Ovilu describes what influenced her art
The late Ovilu Tunnillie was an accomplished artist from the community of Kinngait (Cape Dorset). Born in 1949 to artist parents, Sheojuk and Toonoo, she spent time in the south at a young age for tuberculosis treatment, an experience which had a strong impact on her. Her subjects range from the traditional to the contemporary with a focus on portraying women’s stories. Many of her works were autobiographical and conveyed great emotion. Her sculpture displays a remarkable sensuality and modernity in form. Ovilu took pride in the fact that she could carve stone which was a skill mostly dominated by men. She was also one of the few Inuit sculptors to explore the female nude.

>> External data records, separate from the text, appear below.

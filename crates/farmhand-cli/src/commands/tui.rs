use anyhow::{anyhow, Context as _, Result};
use clap::Args;
use farmhand_store::paths;
use std::env;
use std::path::{Path, PathBuf};
use std::process::Command;

#[derive(Debug, Args)]
pub struct TuiArgs {}

pub fn launch(
    db_path: Option<PathBuf>,
    _config_path: Option<PathBuf>,
    _args: TuiArgs,
    verbose: bool,
) -> Result<()> {
    let db_path = paths::resolve_db_path(db_path).with_context(|| "resolve database path")?;
    if verbose {
        eprintln!("db: {}", db_path.display());
    }
    let command = build_command(&db_path);

    #[cfg(unix)]
    {
        use std::os::unix::process::CommandExt;
        let mut command = command;
        let err = command.exec();
        Err(exec_error(err))
    }

    #[cfg(not(unix))]
    {
        let mut command = command;
        let status = command.status().with_context(|| "launch farmhand-tui")?;
        std::process::exit(status.code().unwrap_or(1));
    }
}

fn build_command(db_path: &Path) -> Command {
    let binary = find_tui_binary();
    let mut command = Command::new(binary);
    command.arg("--db-path").arg(db_path);
    command
}

fn find_tui_binary() -> PathBuf {
    let name = format!("farmhand-tui{}", env::consts::EXE_SUFFIX);
    if let Ok(current) = env::current_exe() {
        if let Some(dir) = current.parent() {
            let candidate = dir.join(&name);
            if candidate.is_file() {
                return candidate;
            }
        }
    }
    PathBuf::from(name)
}

#[cfg(unix)]
fn exec_error(err: std::io::Error) -> anyhow::Error {
    if err.kind() == std::io::ErrorKind::NotFound {
        return anyhow!(
            "farmhand-tui binary not found; build it with `cargo build -p farmhand-tui` or install the package"
        );
    }
    anyhow!("launch farmhand-tui failed: {}", err)
}
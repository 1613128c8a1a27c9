use crate::error::{Result, StoreError};
use rusqlite::{Connection, OptionalExtension};

const MIGRATIONS: &[(&str, &str)] = &[("001_init.sql", include_str!("../migrations/001_init.sql"))];

pub fn run_migrations(conn: &Connection) -> Result<()> {
    let tx = conn.unchecked_transaction()?;
    ensure_schema_table(&tx)?;
    let current = current_version(&tx)?;

    if current > MIGRATIONS.len() as i64 {
        return Err(StoreError::Migration(format!(
            "db version {} newer than available migrations {}",
            current,
            MIGRATIONS.len()
        )));
    }

    for (index, (_name, sql)) in MIGRATIONS.iter().enumerate() {
        let version = (index + 1) as i64;
        if current >= version {
            continue;
        }
        tx.execute_batch(sql)?;
        set_version(&tx, version)?;
    }

    tx.commit()?;
    Ok(())
}

pub fn schema_version(conn: &Connection) -> Result<i64> {
    let version: Option<i64> = conn
        .query_row("SELECT version FROM farmhand_schema LIMIT 1;", [], |row| {
            row.get(0)
        })
        .optional()?;
    Ok(version.unwrap_or(0))
}

fn ensure_schema_table(conn: &Connection) -> Result<()> {
    conn.execute_batch("CREATE TABLE IF NOT EXISTS farmhand_schema (version INTEGER NOT NULL);")?;

    let existing: Option<i64> = conn
        .query_row("SELECT version FROM farmhand_schema LIMIT 1;", [], |row| {
            row.get(0)
        })
        .optional()?;

    if existing.is_none() {
        conn.execute("INSERT INTO farmhand_schema (version) VALUES (0);", [])?;
    }

    Ok(())
}

fn current_version(conn: &Connection) -> Result<i64> {
    let version: i64 = conn.query_row("SELECT version FROM farmhand_schema LIMIT 1;", [], |row| {
        row.get(0)
    })?;
    Ok(version)
}

fn set_version(conn: &Connection, version: i64) -> Result<()> {
    let updated = conn.execute("UPDATE farmhand_schema SET version = ?1;", [version])?;
    if updated != 1 {
        return Err(StoreError::Migration(format!(
            "expected single schema row, updated {}",
            updated
        )));
    }
    Ok(())
}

Her work has been widely exhibited throughout Canada and is collected internationally.
“Ovilu Tunnillie uses her art to represent myths, tales and customs from her culture, such as the stories about the shaman and the sea goddess.” An Ovilu sedna or taleelayu can be described as “… a marvel of voluptuousness thanks to its powerful volumes and the sensual charm of the sculpted curves.” – Inuit Women Artists, Odette Leroux, Marion E. Jackson, Minnie Aodla Freeman, The Canadian Museum of Civilization, 1994
“I was nine when I returned from hospital in the south and I saw my dad carving. I really liked rocks and stones and I thought, gee, rock can be made into art! …It was hard at first, but now I enjoy it. Other women inspired me – I saw we could do this too. When I started, women were not seen as being as important as men, but now women get a lot of recognition.”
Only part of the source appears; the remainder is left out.